------ Records

//! Channel delivery error types.

use thiserror::Error;

/// Errors that can occur while delivering through a channel.
#[derive(Debug, Error)]
pub enum ChannelError {
    /// HTTP transport error (connection refused, DNS, 5xx, ...).
    #[error("HTTP error: {0}")]
    Http(String),

    /// Request timed out.
    #[error("Request timed out after {0} seconds")]
    Timeout(u64),

    /// Provider quota exhausted for the current window.
    #[error("Quota exceeded: {limit} requests per {window_secs}s window")]
    QuotaExceeded { limit: u32, window_secs: u64 },

    /// The channel was asked to do something its configuration cannot express.
    #[error("Invalid channel configuration: {0}")]
    InvalidConfig(String),

    /// The provider answered with a payload we could not decode.
    #[error("Malformed provider response: {0}")]
    MalformedResponse(String),
}

impl ChannelError {
    /// Whether the dispatch layer should retry the surrounding job.
    ///
    /// Network faults, timeouts, and quota exhaustion are expected to clear
    /// on their own; configuration and decoding errors are not.
    pub fn is_transient(&self) -> bool {
        matches!(
            self,
            ChannelError::Http(_) | ChannelError::Timeout(_) | ChannelError::QuotaExceeded { .. }
        )
    }
}

impl From<reqwest::Error> for ChannelError {
    fn from(e: reqwest::Error) -> Self {
        if e.is_timeout() {
            ChannelError::Timeout(30)
        } else {
            ChannelError::Http(e.to_string())
        }
    }
}

impl From<serde_json::Error> for ChannelError {
    fn from(e: serde_json::Error) -> Self {
        ChannelError::MalformedResponse(e.to_string())
    }
}
//! Engine configuration.

use serde::Deserialize;
use std::time::Duration;

use crate::error::EngineResult;

/// Engine configuration loaded from environment variables.
///
/// Environment variables are prefixed with `CADENCE_`:
/// - `CADENCE_MAX_ATTEMPTS`: job retry ceiling for transient failures (default: 5)
/// - `CADENCE_RETRY_INITIAL_DELAY_MS`: first backoff delay (default: 500)
/// - `CADENCE_RETRY_MAX_DELAY_MS`: backoff cap (default: 60000)
/// - `CADENCE_RETRY_BACKOFF_MULTIPLIER`: exponential factor (default: 2.0)
/// - `CADENCE_AI_QUOTA_PER_MINUTE`: AI provider request budget (default: 60)
#[derive(Debug, Clone, Deserialize)]
pub struct EngineConfig {
    /// Maximum delivery attempts for a job before the execution is failed.
    #[serde(default = "default_max_attempts")]
    pub max_attempts: u32,

    /// Initial delay between retries in milliseconds.
    #[serde(default = "default_initial_delay_ms")]
    pub retry_initial_delay_ms: u64,

    /// Maximum delay between retries in milliseconds.
    #[serde(default = "default_max_delay_ms")]
    pub retry_max_delay_ms: u64,

    /// Exponential backoff multiplier.
    #[serde(default = "default_backoff_multiplier")]
    pub retry_backoff_multiplier: f64,

    /// AI provider requests allowed per minute, per process.
    #[serde(default = "default_ai_quota")]
    pub ai_quota_per_minute: u32,
}

fn default_max_attempts() -> u32 {
    5
}

fn default_initial_delay_ms() -> u64 {
    500
}

fn default_max_delay_ms() -> u64 {
    60_000
}

fn default_backoff_multiplier() -> f64 {
    2.0
}

fn default_ai_quota() -> u32 {
    60
}

impl Default for EngineConfig {
    fn default() -> Self {
        Self {
            max_attempts: default_max_attempts(),
            retry_initial_delay_ms: default_initial_delay_ms(),
            retry_max_delay_ms: default_max_delay_ms(),
            retry_backoff_multiplier: default_backoff_multiplier(),
            ai_quota_per_minute: default_ai_quota(),
        }
    }
}

impl EngineConfig {
    /// Load configuration from `CADENCE_`-prefixed environment variables.
    pub fn from_env() -> EngineResult<Self> {
        Ok(envy::prefixed("CADENCE_").from_env::<EngineConfig>()?)
    }

    /// Backoff delay before redelivering attempt `attempt` (1-based).
    pub fn retry_delay(&self, attempt: u32) -> Duration {
        let exponent = attempt.saturating_sub(1).min(16);
        let factor = self.retry_backoff_multiplier.powi(exponent as i32);
        let delay_ms = (self.retry_initial_delay_ms as f64 * factor) as u64;
        Duration::from_millis(delay_ms.min(self.retry_max_delay_ms))
    }
}
//! Shared test doubles for interpreter and runtime tests.

use async_trait::async_trait;
use std::sync::atomic::{AtomicBool, AtomicUsize, Ordering};
use std::sync::{Arc, Mutex};

use cadence_channels::{
    AiProvider, ChannelError, EmailMessage, EmailTransport, SmsMessage, SmsTransport,
    WebhookRequest, WebhookSender,
};

use crate::engine::interpreter::Collaborators;
use crate::store::memory::{MemorySubjectStore, MemoryTemplateStore};
use crate::store::SubjectStore;

/// Recording email transport with a failure toggle.
#[derive(Default)]
pub struct RecordingEmail {
    pub sent: Mutex<Vec<EmailMessage>>,
    pub fail: AtomicBool,
}

#[async_trait]
impl EmailTransport for RecordingEmail {
    async fn send(&self, message: &EmailMessage) -> Result<(), ChannelError> {
        if self.fail.load(Ordering::SeqCst) {
            return Err(ChannelError::Http("smtp relay unavailable".into()));
        }
        self.sent.lock().unwrap().push(message.clone());
        Ok(())
    }
}

/// Recording SMS transport.
#[derive(Default)]
pub struct RecordingSms {
    pub sent: Mutex<Vec<SmsMessage>>,
}

#[async_trait]
impl SmsTransport for RecordingSms {
    async fn send(&self, message: &SmsMessage) -> Result<(), ChannelError> {
        self.sent.lock().unwrap().push(message.clone());
        Ok(())
    }
}

/// Recording webhook sender with a failure toggle.
#[derive(Default)]
pub struct RecordingWebhook {
    pub calls: Mutex<Vec<WebhookRequest>>,
    pub fail: AtomicBool,
}

#[async_trait]
impl WebhookSender for RecordingWebhook {
    async fn call(&self, request: &WebhookRequest) -> Result<u16, ChannelError> {
        if self.fail.load(Ordering::SeqCst) {
            return Err(ChannelError::Http("endpoint unreachable".into()));
        }
        self.calls.lock().unwrap().push(request.clone());
        Ok(200)
    }
}

/// Canned AI provider with a quota-exhaustion toggle.
#[derive(Default)]
pub struct CannedAi {
    pub calls: AtomicUsize,
    pub exhausted: AtomicBool,
}

#[async_trait]
impl AiProvider for CannedAi {
    async fn generate(
        &self,
        prompt: &str,
        _context: &serde_json::Value,
    ) -> Result<String, ChannelError> {
        if self.exhausted.load(Ordering::SeqCst) {
            return Err(ChannelError::QuotaExceeded {
                limit: 60,
                window_secs: 60,
            });
        }
        self.calls.fetch_add(1, Ordering::SeqCst);
        Ok(format!("generated: {}", prompt))
    }

    fn service_name(&self) -> &str {
        "test-model"
    }
}

/// Subject store wrapper counting saves.
#[derive(Default)]
pub struct CountingSubjectStore {
    pub inner: MemorySubjectStore,
    pub saves: AtomicUsize,
}

#[async_trait]
impl SubjectStore for CountingSubjectStore {
    async fn get(
        &self,
        tenant_id: uuid::Uuid,
        id: uuid::Uuid,
    ) -> crate::error::EngineResult<Option<crate::model::Subject>> {
        self.inner.get(tenant_id, id).await
    }

    async fn save(&self, subject: &crate::model::Subject) -> crate::error::EngineResult<()> {
        self.saves.fetch_add(1, Ordering::SeqCst);
        self.inner.save(subject).await
    }
}

/// Bundle of test channels plus accessors used by assertions.
pub struct TestChannels {
    pub email: Arc<RecordingEmail>,
    pub sms: Arc<RecordingSms>,
    pub webhook: Arc<RecordingWebhook>,
    pub ai: Arc<CannedAi>,
    pub subjects: Arc<CountingSubjectStore>,
    pub templates: Arc<MemoryTemplateStore>,
}

impl TestChannels {
    pub fn new() -> Self {
        Self {
            email: Arc::new(RecordingEmail::default()),
            sms: Arc::new(RecordingSms::default()),
            webhook: Arc::new(RecordingWebhook::default()),
            ai: Arc::new(CannedAi::default()),
            subjects: Arc::new(CountingSubjectStore::default()),
            templates: Arc::new(MemoryTemplateStore::new()),
        }
    }

    pub fn email_sent(&self) -> usize {
        self.email.sent.lock().unwrap().len()
    }

    pub fn sms_sent(&self) -> usize {
        self.sms.sent.lock().unwrap().len()
    }

    pub fn fail_email(&self) {
        self.email.fail.store(true, Ordering::SeqCst);
    }

    pub fn fail_webhook(&self) {
        self.webhook.fail.store(true, Ordering::SeqCst);
    }

    pub fn ai_calls(&self) -> usize {
        self.ai.calls.load(Ordering::SeqCst)
    }

    pub fn exhaust_ai_quota(&self) {
        self.ai.exhausted.store(true, Ordering::SeqCst);
    }

    pub fn restore_ai_quota(&self) {
        self.ai.exhausted.store(false, Ordering::SeqCst);
    }

    pub fn subjects_saved(&self) -> usize {
        self.subjects.saves.load(Ordering::SeqCst)
    }
}

/// Wire the test channels into an interpreter collaborator set.
pub fn collaborators(channels: &TestChannels) -> Collaborators {
    Collaborators {
        email: channels.email.clone(),
        sms: channels.sms.clone(),
        webhook: channels.webhook.clone(),
        ai: channels.ai.clone(),
        subjects: channels.subjects.clone(),
        templates: channels.templates.clone(),
    }
}
//! Subjects: the contacts executions act upon.

use chrono::{DateTime, Utc};
use serde::{Deserialize, Serialize};
use uuid::Uuid;

/// A flat contact record with addressable fields.
///
/// The fixed columns cover what every tenant has; everything else lives in
/// the free-form `attributes` map (e.g. `emailOpened`, `leadScore`).
#[derive(Debug, Clone, Serialize, Deserialize)]
pub struct Subject {
    pub id: Uuid,
    pub tenant_id: Uuid,
    #[serde(skip_serializing_if = "Option::is_none")]
    pub email: Option<String>,
    #[serde(skip_serializing_if = "Option::is_none")]
    pub phone: Option<String>,
    #[serde(skip_serializing_if = "Option::is_none")]
    pub first_name: Option<String>,
    #[serde(skip_serializing_if = "Option::is_none")]
    pub last_name: Option<String>,
    #[serde(default)]
    pub attributes: serde_json::Map<String, serde_json::Value>,
    pub updated_at: DateTime<Utc>,
}

impl Subject {
    /// Create an empty subject for a tenant.
    pub fn new(tenant_id: Uuid) -> Self {
        Self {
            id: Uuid::new_v4(),
            tenant_id,
            email: None,
            phone: None,
            first_name: None,
            last_name: None,
            attributes: serde_json::Map::new(),
            updated_at: Utc::now(),
        }
    }

    /// Read a field by name: fixed columns first, then attributes.
    pub fn field(&self, name: &str) -> Option<serde_json::Value> {
        match name {
            "email" => self.email.clone().map(serde_json::Value::String),
            "phone" => self.phone.clone().map(serde_json::Value::String),
            "first_name" => self.first_name.clone().map(serde_json::Value::String),
            "last_name" => self.last_name.clone().map(serde_json::Value::String),
            other => self.attributes.get(other).cloned(),
        }
    }

    /// Apply one field update. Returns false for fields this record cannot
    /// express (identity and timestamps are not settable); such keys are
    /// silently skipped by `update_crm`.
    pub fn apply_field(&mut self, name: &str, value: &serde_json::Value) -> bool {
        fn as_opt_string(value: &serde_json::Value) -> Option<Option<String>> {
            match value {
                serde_json::Value::Null => Some(None),
                serde_json::Value::String(s) => Some(Some(s.clone())),
                _ => None,
            }
        }

        match name {
            "id" | "tenant_id" | "updated_at" => false,
            "email" => match as_opt_string(value) {
                Some(v) => {
                    self.email = v;
                    true
                }
                None => false,
            },
            "phone" => match as_opt_string(value) {
                Some(v) => {
                    self.phone = v;
                    true
                }
                None => false,
            },
            "first_name" => match as_opt_string(value) {
                Some(v) => {
                    self.first_name = v;
                    true
                }
                None => false,
            },
            "last_name" => match as_opt_string(value) {
                Some(v) => {
                    self.last_name = v;
                    true
                }
                None => false,
            },
            other => {
                // Dotted form targets attributes explicitly; bare names land
                // there as custom attributes.
                let key = other.strip_prefix("attributes.").unwrap_or(other);
                if key.is_empty() {
                    return false;
                }
                self.attributes.insert(key.to_string(), value.clone());
                true
            }
        }
    }

    /// Flatten into a JSON object for template rendering and condition
    /// evaluation (`contact.<field>` paths).
    pub fn as_context(&self) -> serde_json::Value {
        let mut map = serde_json::Map::new();
        map.insert("id".to_string(), serde_json::json!(self.id.to_string()));
        if let Some(email) = &self.email {
            map.insert("email".to_string(), serde_json::json!(email));
        }
        if let Some(phone) = &self.phone {
            map.insert("phone".to_string(), serde_json::json!(phone));
        }
        if let Some(first_name) = &self.first_name {
            map.insert("first_name".to_string(), serde_json::json!(first_name));
        }
        if let Some(last_name) = &self.last_name {
            map.insert("last_name".to_string(), serde_json::json!(last_name));
        }
        for (key, value) in &self.attributes {
            map.entry(key.clone()).or_insert_with(|| value.clone());
        }
        serde_json::Value::Object(map)
    }
}

#[cfg(test)]
mod tests {
    use super::*;

    fn subject() -> Subject {
        let mut s = Subject::new(Uuid::new_v4());
        s.email = Some("ada@example.com".to_string());
        s.first_name = Some("Ada".to_string());
        s.attributes
            .insert("emailOpened".to_string(), serde_json::json!(true));
        s
    }

    #[test]
    fn test_field_lookup() {
        let s = subject();
        assert_eq!(s.field("email"), Some(serde_json::json!("ada@example.com")));
        assert_eq!(s.field("emailOpened"), Some(serde_json::json!(true)));
        assert_eq!(s.field("phone"), None);
        assert_eq!(s.field("missing"), None);
    }

    #[test]
    fn test_apply_known_fields() {
        let mut s = subject();
        assert!(s.apply_field("phone", &serde_json::json!("+15550100")));
        assert!(s.apply_field("email", &serde_json::Value::Null));
        assert_eq!(s.phone.as_deref(), Some("+15550100"));
        assert!(s.email.is_none());
    }

    #[test]
    fn test_apply_protected_fields_is_rejected() {
        let mut s = subject();
        assert!(!s.apply_field("id", &serde_json::json!("override")));
        assert!(!s.apply_field("tenant_id", &serde_json::json!("override")));
        // Non-string value for a string column is skipped, not coerced.
        assert!(!s.apply_field("email", &serde_json::json!(42)));
    }

    #[test]
    fn test_apply_custom_attribute() {
        let mut s = subject();
        assert!(s.apply_field("leadScore", &serde_json::json!(80)));
        assert!(s.apply_field("attributes.segment", &serde_json::json!("smb")));
        assert_eq!(s.attributes.get("leadScore"), Some(&serde_json::json!(80)));
        assert_eq!(s.attributes.get("segment"), Some(&serde_json::json!("smb")));
    }

    #[test]
    fn test_as_context_prefers_fixed_columns() {
        let mut s = subject();
        // An attribute that collides with a fixed column must not shadow it.
        s.attributes
            .insert("email".to_string(), serde_json::json!("shadow@example.com"));

        let context = s.as_context();
        assert_eq!(
            context.get("email").unwrap().as_str().unwrap(),
            "ada@example.com"
        );
        assert_eq!(context.get("emailOpened"), Some(&serde_json::json!(true)));
    }
}
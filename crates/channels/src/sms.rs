//! SMS delivery channel.

use async_trait::async_trait;
use serde::{Deserialize, Serialize};
use std::time::Duration;

use crate::error::ChannelError;

/// A rendered, ready-to-send SMS.
#[derive(Debug, Clone, Serialize, Deserialize)]
pub struct SmsMessage {
    /// Recipient phone number (E.164).
    pub to: String,

    /// Message body.
    pub body: String,
}

/// Fire-and-forget SMS delivery.
#[async_trait]
pub trait SmsTransport: Send + Sync {
    async fn send(&self, message: &SmsMessage) -> Result<(), ChannelError>;
}

/// SMS transport backed by an HTTP delivery provider API.
pub struct HttpSmsTransport {
    client: reqwest::Client,
    endpoint: String,
    api_key: String,
}

impl HttpSmsTransport {
    pub fn new(endpoint: impl Into<String>, api_key: impl Into<String>) -> Self {
        let client = reqwest::Client::builder()
            .timeout(Duration::from_secs(30))
            .build()
            .unwrap_or_default();

        Self {
            client,
            endpoint: endpoint.into(),
            api_key: api_key.into(),
        }
    }
}

#[async_trait]
impl SmsTransport for HttpSmsTransport {
    async fn send(&self, message: &SmsMessage) -> Result<(), ChannelError> {
        let response = self
            .client
            .post(&self.endpoint)
            .bearer_auth(&self.api_key)
            .json(message)
            .send()
            .await?;

        if !response.status().is_success() {
            let status = response.status();
            let body = response.text().await.unwrap_or_default();
            return Err(ChannelError::Http(format!(
                "sms provider returned {}: {}",
                status, body
            )));
        }

        tracing::debug!(to = %message.to, "SMS accepted by provider");
        Ok(())
    }
}

#[cfg(test)]
mod tests {
    use super::*;

    #[test]
    fn test_sms_message_serialization() {
        let message = SmsMessage {
            to: "+15550100".to_string(),
            body: "Your demo is tomorrow".to_string(),
        };

        let json = serde_json::to_string(&message).unwrap();
        assert!(json.contains("+15550100"));
    }
}
//! Execution records: one durable, resumable instance of a workflow.

use chrono::{DateTime, Utc};
use serde::{Deserialize, Serialize};
use uuid::Uuid;

/// Lifecycle status of an execution.
///
/// `Paused` is manually set and only blocks step processing; it is never
/// reached automatically.
#[derive(Debug, Clone, Copy, PartialEq, Eq, Serialize, Deserialize)]
#[serde(rename_all = "snake_case")]
pub enum ExecutionStatus {
    Active,
    Paused,
    Completed,
    Failed,
}

impl std::fmt::Display for ExecutionStatus {
    fn fmt(&self, f: &mut std::fmt::Formatter<'_>) -> std::fmt::Result {
        match self {
            Self::Active => write!(f, "active"),
            Self::Paused => write!(f, "paused"),
            Self::Completed => write!(f, "completed"),
            Self::Failed => write!(f, "failed"),
        }
    }
}

impl From<&str> for ExecutionStatus {
    fn from(s: &str) -> Self {
        match s.to_lowercase().as_str() {
            "paused" => Self::Paused,
            "completed" => Self::Completed,
            "failed" => Self::Failed,
            _ => Self::Active,
        }
    }
}

/// One running or finished instance of a workflow definition.
///
/// `context` is an append-only JSON document serving both as working memory
/// (condition results, AI responses) and as the audit trail. The record is
/// mutated exclusively by the step processor, one step at a time.
#[derive(Debug, Clone, Serialize, Deserialize)]
pub struct ExecutionRecord {
    pub id: Uuid,
    pub tenant_id: Uuid,
    pub workflow_id: Uuid,
    #[serde(skip_serializing_if = "Option::is_none")]
    pub subject_id: Option<Uuid>,

    /// Index of the next step to run. Only ever increases, except for
    /// explicit condition-step jumps; reaching `steps.len()` means done.
    pub current_step_index: usize,

    pub status: ExecutionStatus,

    /// Append-only context log.
    pub context: serde_json::Value,

    pub started_at: DateTime<Utc>,
    #[serde(skip_serializing_if = "Option::is_none")]
    pub last_executed_at: Option<DateTime<Utc>>,
    #[serde(skip_serializing_if = "Option::is_none")]
    pub completed_at: Option<DateTime<Utc>>,
}

impl ExecutionRecord {
    /// Create a fresh active execution.
    pub fn new(tenant_id: Uuid, workflow_id: Uuid, subject_id: Option<Uuid>) -> Self {
        Self {
            id: Uuid::new_v4(),
            tenant_id,
            workflow_id,
            subject_id,
            current_step_index: 0,
            status: ExecutionStatus::Active,
            context: serde_json::json!({}),
            started_at: Utc::now(),
            last_executed_at: None,
            completed_at: None,
        }
    }

    /// Set a top-level context key.
    pub fn set_context(&mut self, key: &str, value: serde_json::Value) {
        if let Some(map) = self.context.as_object_mut() {
            map.insert(key.to_string(), value);
        }
    }

    /// Append an entry to a context array, creating the array on first use.
    pub fn append_context(&mut self, key: &str, entry: serde_json::Value) {
        let map = match self.context.as_object_mut() {
            Some(map) => map,
            None => {
                self.context = serde_json::json!({});
                self.context.as_object_mut().expect("fresh object")
            }
        };

        match map.get_mut(key) {
            Some(serde_json::Value::Array(items)) => items.push(entry),
            _ => {
                map.insert(key.to_string(), serde_json::Value::Array(vec![entry]));
            }
        }
    }

    /// Read a top-level context key.
    pub fn context_get(&self, key: &str) -> Option<&serde_json::Value> {
        self.context.get(key)
    }

    /// Recorded wake time for a duration-based wait at `step_index`, if any.
    pub fn wait_until(&self, step_index: usize) -> Option<DateTime<Utc>> {
        self.context
            .get("waits")?
            .get(step_index.to_string())?
            .as_str()?
            .parse::<DateTime<Utc>>()
            .ok()
    }

    /// Record the wake time for a duration-based wait, so redelivery of the
    /// same step cannot re-arm the timer.
    pub fn set_wait_until(&mut self, step_index: usize, until: DateTime<Utc>) {
        let map = self.context.as_object_mut().expect("context is an object");
        let waits = map
            .entry("waits".to_string())
            .or_insert_with(|| serde_json::json!({}));
        if let Some(waits) = waits.as_object_mut() {
            waits.insert(
                step_index.to_string(),
                serde_json::Value::String(until.to_rfc3339()),
            );
        }
    }

    /// Transition to `Failed`, recording the failure for inspection.
    pub fn record_failure(&mut self, step_index: usize, message: &str) {
        let now = Utc::now();
        self.status = ExecutionStatus::Failed;
        self.completed_at = Some(now);
        self.set_context(
            "error",
            serde_json::json!({
                "message": message,
                "stepIndex": step_index,
                "failedAt": now.to_rfc3339(),
            }),
        );
    }
}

------------

Exercise description
Beginning with the opening line above, retype the records exactly through the line with "u32, window_secs: u64", both ends included.

Solution to this task
//! Channel delivery error types.

use thiserror::Error;

/// Errors that can occur while delivering through a channel.
#[derive(Debug, Error)]
pub enum ChannelError {
    /// HTTP transport error (connection refused, DNS, 5xx, ...).
    #[error("HTTP error: {0}")]
    Http(String),

    /// Request timed out.
    #[error("Request timed out after {0} seconds")]
    Timeout(u64),

    /// Provider quota exhausted for the current window.
    #[error("Quota exceeded: {limit} requests per {window_secs}s window")]
    QuotaExceeded { limit: u32, window_secs: u64 },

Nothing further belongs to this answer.